A Study of the Factors Related to the Frequency of Postoperative Gomplications for Gastric Cancer.
- Author:
Ick Gang RIM
1
;
Hee Chul YU
;
Doo Hyun YANG
;
Yong Hee HWANG
Author Information
1. Department of Surgery, Chonbuk National University Medical School, Korea.
- Publication Type:Original Article
- Keywords:
Postoperative complication;
Gastric cancer;
Factors related to gastrectomy
- MeSH:
Adhesives;
Alanine Transaminase;
Anastomotic Leak;
Aspartate Aminotransferases;
Cerebral Infarction;
Constriction, Pathologic;
Diarrhea;
Electrocardiography;
Gastrectomy;
Hemorrhage;
Humans;
Intestinal Fistula;
Intestinal Obstruction;
Intestinal Pseudo-Obstruction;
Jeollabuk-do;
Lung Diseases;
Multivariate Analysis;
Pancreatic Fistula;
Pancreatitis;
Postoperative Complications;
Renal Insufficiency;
Sepsis;
Stomach Neoplasms*;
Vomiting
- From:Journal of the Korean Surgical Society
1997;53(3):341-352
- CountryRepublic of Korea
- Language:Korean
-
Abstract:
Prevention of fatal postoperative complications and improved management of patients with complications are important means for achieving increased survival in gastric cancer patients.
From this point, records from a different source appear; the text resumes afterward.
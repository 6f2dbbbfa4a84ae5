//! OpenRouter fetch strategies.

use async_trait::async_trait;
use tallybar_core::{ProviderKind, UsageSnapshot};
use tallybar_fetch::{FetchError, FetchKind, FetchStrategy, ProviderFetchContext, TokenResolver};
use tracing::{debug, instrument};

use super::api::{DEFAULT_BASE_URL, OpenRouterClient, build_snapshot};
use super::error::OpenRouterError;

/// Where the OpenRouter key is looked up.
pub(crate) const TOKENS: TokenResolver =
    TokenResolver::new(ProviderKind::OpenRouter, &["OPENROUTER_API_KEY"]);

/// Fetch strategy that reads OpenRouter credits with an API key.
pub struct OpenRouterApiStrategy {
    base_url: String,
}

impl OpenRouterApiStrategy {
    /// Creates a strategy against the public API.
    pub fn new() -> Self {
        Self::with_base_url(DEFAULT_BASE_URL)
    }

    /// Creates a strategy against another base URL.
    pub fn with_base_url(base_url: impl Into<String>) -> Self {
        Self {
            base_url: base_url.into(),
        }
    }
}

impl Default for OpenRouterApiStrategy {
    fn default() -> Self {
        Self::new()
    }
}

#[async_trait]
impl FetchStrategy for OpenRouterApiStrategy {
    fn id(&self) -> &str {
        "openrouter.api"
    }

    fn kind(&self) -> FetchKind {
        FetchKind::ApiToken
    }

    async fn is_available(&self, ctx: &ProviderFetchContext) -> bool {
        TOKENS.is_configured(ctx)
    }

    #[instrument(skip(self, ctx))]
    async fn fetch(&self, ctx: &ProviderFetchContext) -> Result<UsageSnapshot, FetchError> {
        debug!("Fetching OpenRouter usage via API key");

        let credential = TOKENS.resolve(ctx).ok_or(OpenRouterError::MissingApiKey)?;
        let client = OpenRouterClient::new(&ctx.http, &self.base_url);

        let credits = client.credits(&credential).await?;

        // Per-key figures are a bonus; the credit balance alone is a valid result.
        let key = match client.key_info(&credential).await {
            Ok(key) => Some(key),
            Err(e) => {
                debug!(error = %e, "Key usage unavailable");
                None
            }
        };

        Ok(build_snapshot(&credits, key.as_ref()))
    }
}

#[cfg(test)]
mod tests {
    use super::*;
    use crate::test_support::{fetch_error, serve_canned, token_context};
    use std::sync::Arc;
    use tallybar_fetch::{Environment, InMemorySettings};

    #[tokio::test]
    async fn test_availability_follows_credentials() {
        let strategy = OpenRouterApiStrategy::new();
        assert_eq!(strategy.id(), "openrouter.api");
        assert_eq!(strategy.source_label(), "api");

        let without = ProviderFetchContext::builder(ProviderKind::OpenRouter)
            .env(Environment::new())
            .build();
        assert!(!strategy.is_available(&without).await);

        let with = ProviderFetchContext::builder(ProviderKind::OpenRouter)
            .env(Environment::new())
            .settings(Arc::new(InMemorySettings::with_token(ProviderKind::OpenRouter, "sk-or-1")))
            .build();
        assert!(strategy.is_available(&with).await);
    }

    #[tokio::test]
    async fn test_missing_key_maps_to_missing_credentials() {
        let strategy = OpenRouterApiStrategy::new();
        let ctx = ProviderFetchContext::builder(ProviderKind::OpenRouter)
            .env(Environment::new())
            .build();

        let err = strategy.fetch(&ctx).await.unwrap_err();
        assert!(matches!(err, FetchError::MissingCredentials(_)));
        assert!(strategy.should_fallback(&err, &ctx));
    }

    #[tokio::test]
    async fn test_http_status_decides_fallback() {
        let ctx = token_context(ProviderKind::OpenRouter);

        let url = serve_canned(401, &[], r#"{"error": "bad key"}"#).await;
        let (err, fallback) = fetch_error(&OpenRouterApiStrategy::with_base_url(url), &ctx).await;
        assert!(matches!(err, FetchError::AuthenticationFailed(_)));
        assert!(!fallback);

        let url = serve_canned(403, &[], "{}").await;
        let (err, fallback) = fetch_error(&OpenRouterApiStrategy::with_base_url(url), &ctx).await;
        assert!(matches!(err, FetchError::AuthenticationFailed(_)));
        assert!(!fallback);

        let url = serve_canned(429, &[("retry-after", "7")], "{}").await;
        let (err, fallback) = fetch_error(&OpenRouterApiStrategy::with_base_url(url), &ctx).await;
        assert!(matches!(err, FetchError::RateLimited { retry_after: Some(7) }));
        assert!(!fallback);

        let url = serve_canned(500, &[], "oops").await;
        let (err, fallback) = fetch_error(&OpenRouterApiStrategy::with_base_url(url), &ctx).await;
        assert!(matches!(err, FetchError::InvalidResponse(ref msg) if msg.contains("500")));
        assert!(fallback);
    }

    #[tokio::test]
    async fn test_successful_fetch_reads_credits() {
        let url = serve_canned(200, &[], r#"{"data": {"total_credits": 50.0, "total_usage": 12.5}}"#).await;
        let strategy = OpenRouterApiStrategy::with_base_url(url);

        let snapshot = strategy.fetch(&token_context(ProviderKind::OpenRouter)).await.unwrap();
        let cost = snapshot.cost.unwrap();
        assert_eq!(cost.used, 12.5);
        assert_eq!(cost.limit, Some(50.0));
    }
}
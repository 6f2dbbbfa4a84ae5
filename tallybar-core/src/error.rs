//! Core error types for `TallyBar`.

use thiserror::Error;

/// Core error type for `TallyBar` operations.
#[derive(Debug, Error)]
pub enum CoreError {
    /// Unrecognized provider name.
    #[error("Unknown provider name: {0}")]
    UnknownProviderName(String),

    /// Invalid data from a provider response.
    #[error("Invalid data: {0}")]
    InvalidData(String),

    /// Serialization/deserialization error.
    #[error("Serialization error: {0}")]
    Serialization(#[from] serde_json::Error),
}
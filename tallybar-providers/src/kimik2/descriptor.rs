//! Kimi K2 provider descriptor.

use std::sync::Arc;

use tallybar_core::{ProviderBranding, ProviderKind, ProviderMetadata};
use tallybar_fetch::{FetchStrategy, ProviderFetchContext, SourceMode};

use super::strategies::KimiK2ApiStrategy;
use crate::descriptor::{CliConfig, FetchPlan, ProviderDescriptor};

/// Builds the provider descriptor for Kimi K2.
pub fn kimik2_descriptor() -> ProviderDescriptor {
    ProviderDescriptor::builder(ProviderKind::KimiK2)
        .metadata(kimik2_metadata())
        .branding(ProviderBranding::for_provider(ProviderKind::KimiK2))
        .fetch_plan(FetchPlan::new(
            vec![SourceMode::Auto, SourceMode::Api],
            resolve_strategies,
        ))
        .cli(CliConfig {
            name: "kimik2",
            aliases: &["kimi-k2", "kimi_k2"],
        })
        .build()
}

fn kimik2_metadata() -> ProviderMetadata {
    ProviderMetadata {
        weekly_label: "Credits".to_string(),
        supports_credits: true,
        credits_hint: "Prepaid credits".to_string(),
        dashboard_url: Some("https://kimi-k2.ai/my-credits".to_string()),
        ..ProviderMetadata::for_provider(ProviderKind::KimiK2)
    }
}

fn resolve_strategies(_ctx: &ProviderFetchContext) -> Vec<Arc<dyn FetchStrategy>> {
    vec![Arc::new(KimiK2ApiStrategy::new())]
}
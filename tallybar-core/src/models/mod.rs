//! Domain models for `TallyBar`.
//!
//! ## Submodules
//!
//! - [`provider`] - Provider types (ProviderKind, Identity, Metadata, Branding)
//! - [`usage`] - Usage types (UsageSnapshot, UsageWindow, UsageCost)

mod provider;
mod usage;

// Re-export everything at the models level
pub use provider::{
    LoginMethod, ProviderBranding, ProviderColor, ProviderIdentity, ProviderKind,
    ProviderMetadata,
};
pub use usage::{UsageCost, UsageSnapshot, UsageWindow};
#[cfg(test)]
mod serde_tests;
//! Judge and sandbox properties checked through the public API.

use serde_json::json;

use codeworld_core::judge::{LexicographicRanking, RankingStrategy, WeightedRanking};
use codeworld_core::{
    aggregate_judge, judge_score, rank, run_strategy, validate, ExecutionResult, MetricSet,
    ScoredCandidate,
};

fn set(pairs: &[(&str, f64)]) -> MetricSet {
    pairs.iter().map(|(k, v)| (k.to_string(), *v)).collect()
}

#[test]
fn test_rubric_reference_scores() {
    let metrics = judge_score(
        &json!("double"),
        &json!({"expected": 10}),
        &json!({"result": 10, "loc": 12}),
        &json!({"duration_ms": 120}),
    );
    assert_eq!(metrics["correctness"], 1.0);
    assert!((metrics["speed"] - 0.88).abs() < 1e-9);
    assert!((metrics["brevity"] - 0.88).abs() < 1e-9);
    assert!((aggregate_judge(&metrics) - 0.964).abs() < 1e-9);
}

#[test]
fn test_weighted_aggregate_renormalizes_without_correctness() {
    let metrics = set(&[("speed", 0.9), ("brevity", 0.9)]);
    assert!((aggregate_judge(&metrics) - 0.9).abs() < 1e-9);
}

#[test]
fn test_lexicographic_speed_breaks_correctness_tie() {
    let first = set(&[("correctness", 1.0), ("speed", 0.9), ("brevity", 0.5)]);
    let second = set(&[("correctness", 1.0), ("speed", 0.8), ("brevity", 0.9)]);
    assert!(LexicographicRanking.compare(&first, &second).is_gt());

    let board = rank(
        vec![
            ScoredCandidate::new("second", second),
            ScoredCandidate::new("first", first),
        ],
        &LexicographicRanking,
    )
    .unwrap();
    assert_eq!(board[0].candidate_name, "first");
    assert_eq!(board[1].rank, 2);
}

#[test]
fn test_weighted_and_lexicographic_can_disagree() {
    let steady = set(&[("correctness", 0.4), ("speed", 1.0), ("brevity", 1.0)]);
    let precise = set(&[("correctness", 0.5), ("speed", 0.0), ("brevity", 0.0)]);
    assert!(WeightedRanking.compare(&steady, &precise).is_gt());
    assert!(LexicographicRanking.compare(&steady, &precise).is_lt());
}

#[test]
fn test_validator_rejects_each_category() {
    let cases = [
        ("import os\n", "node_forbidden:"),
        ("from math import sqrt\n", "node_forbidden:"),
        ("def solve(x):\n    return eval('1')\n", "call_forbidden:"),
        ("def solve(x):\n    return compile('1', 'f', 'eval')\n", "call_forbidden:"),
        ("def solve(x):\n    return open('/etc/passwd')\n", "call_forbidden:"),
        ("def solve(x):\n    return x.__class__\n", "dunder_attribute_forbidden"),
    ];
    for (source, prefix) in cases {
        let reason = validate(source).unwrap_err().to_string();
        assert!(reason.starts_with(prefix), "{source:?} -> {reason}");

        // The entry point is never reached.
        match run_strategy(source, &json!({"input": 1})) {
            ExecutionResult::Failure { stage, .. } => {
                assert_eq!(stage, codeworld_core::sandbox::Stage::Validation)
            }
            other => panic!("{source:?} ran: {other:?}"),
        }
    }
}

#[test]
fn test_pure_programs_succeed_with_newline_count() {
    let programs = [
        "def solve(x):\n    return x * 2\n",
        "def solve(xs):\n    total = 0\n    for x in xs:\n        total += x\n    return total\n",
        "LIMIT = 3\n\ndef main():\n    return [i * i for i in range(LIMIT)]\n",
    ];
    for source in programs {
        assert!(validate(source).is_ok(), "{source:?}");
        match run_strategy(source, &json!({"input": [1, 2]})) {
            ExecutionResult::Success { loc, .. } => {
                assert_eq!(loc, source.matches('\n').count(), "{source:?}")
            }
            other => panic!("{source:?} failed: {other:?}"),
        }
    }
}

#[test]
fn test_repeated_runs_are_identical() {
    let source = "def solve(ctx):\n    seen = {}\n    for k in ctx:\n        seen[k] = len(k)\n    return seen\n";
    let context = json!({"alpha": 1, "be": 2});
    let first = run_strategy(source, &context);
    let second = run_strategy(source, &context);
    assert!(first.is_success());
    assert_eq!(first, second);
    assert_eq!(
        serde_json::to_string(&first).unwrap(),
        serde_json::to_string(&second).unwrap()
    );
}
A study of 390 patients undergoing gastrectomies at the Department of Surgery, Chonbuk National University Hospital, during 6 years from 1990 to 1995 was performed to examine factors related to a high rate of postoperative complications and to compare specific and non-specific complications. Postoperative complications developed in 185 (47.4%) out of the total 390 cases undergoing gastrectomies for gastric cancer; including 107 (27.4%) specific and 78 (20.0%) non-specific. Typical complications were 46 cases of diarrhea, 20 cases of intestinal obstruction including an adhesive and paralytic ileus, 16 cases of vomiting, 7 cases of anastomotic leakage, 7 cases of hemorrhage, 6 cases of anastomosis stenosis, 2 cases of duodenal stump leakage, 1 case of acute pancreatitis, 1 case of pancreatic fistula, 1 case of enterocutaneous fistula within the category of specific complications and 22 cases of elevated hepatic enzymes, 21 cases of pulmonary disease, 2 cases of abnormal EKG, 2 cases of sepsis, 2 cases of cerebral infarction, and 1 case of renal failure within the category of non-specific complications. Multivariate analysis identified combined resection, radical resection in stage IV in operative factors, blood(PRC) transfusion of over 4 units, elevation of sGOT and sGPT, age between 50 and 65, diabetic mellitus of coexistic diseases in non-operative factors as detrimental factors with an independent influence on the postoperative complications for gastric cancer. We believe that the postoperative complications for gastric cancer did not develope because of local and operative factors, but were significantly common when general and non-operative factors were combined with gastrectomy.